# Task item
Starting at the line that contains "workspace REST APIs.", transcribe every remaining line of the entries exactly, including the last one.

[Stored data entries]
+++++
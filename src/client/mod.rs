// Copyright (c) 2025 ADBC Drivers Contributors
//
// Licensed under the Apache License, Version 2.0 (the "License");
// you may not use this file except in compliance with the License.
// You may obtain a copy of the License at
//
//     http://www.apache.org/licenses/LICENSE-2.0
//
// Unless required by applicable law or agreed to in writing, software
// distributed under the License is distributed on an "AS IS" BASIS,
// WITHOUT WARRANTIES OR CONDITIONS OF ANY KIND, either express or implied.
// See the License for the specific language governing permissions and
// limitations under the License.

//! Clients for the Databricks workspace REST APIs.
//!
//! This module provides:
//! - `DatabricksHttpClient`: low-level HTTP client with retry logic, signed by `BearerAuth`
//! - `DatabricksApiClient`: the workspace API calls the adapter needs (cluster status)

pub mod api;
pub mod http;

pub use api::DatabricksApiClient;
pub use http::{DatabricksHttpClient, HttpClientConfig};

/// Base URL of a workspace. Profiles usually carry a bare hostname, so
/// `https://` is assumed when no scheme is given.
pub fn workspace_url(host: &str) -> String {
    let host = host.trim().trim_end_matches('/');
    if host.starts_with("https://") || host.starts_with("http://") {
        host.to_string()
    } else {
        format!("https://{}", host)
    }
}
+++++
# Answer
//! Clients for the Databricks workspace REST APIs.
//!
//! This module provides:
//! - `DatabricksHttpClient`: low-level HTTP client with retry logic, signed by `BearerAuth`
//! - `DatabricksApiClient`: the workspace API calls the adapter needs (cluster status)

pub mod api;
pub mod http;

pub use api::DatabricksApiClient;
pub use http::{DatabricksHttpClient, HttpClientConfig};

/// Base URL of a workspace. Profiles usually carry a bare hostname, so
/// `https://` is assumed when no scheme is given.
pub fn workspace_url(host: &str) -> String {
    let host = host.trim().trim_end_matches('/');
    if host.starts_with("https://") || host.starts_with("http://") {
        host.to_string()
    } else {
        format!("https://{}", host)
    }
}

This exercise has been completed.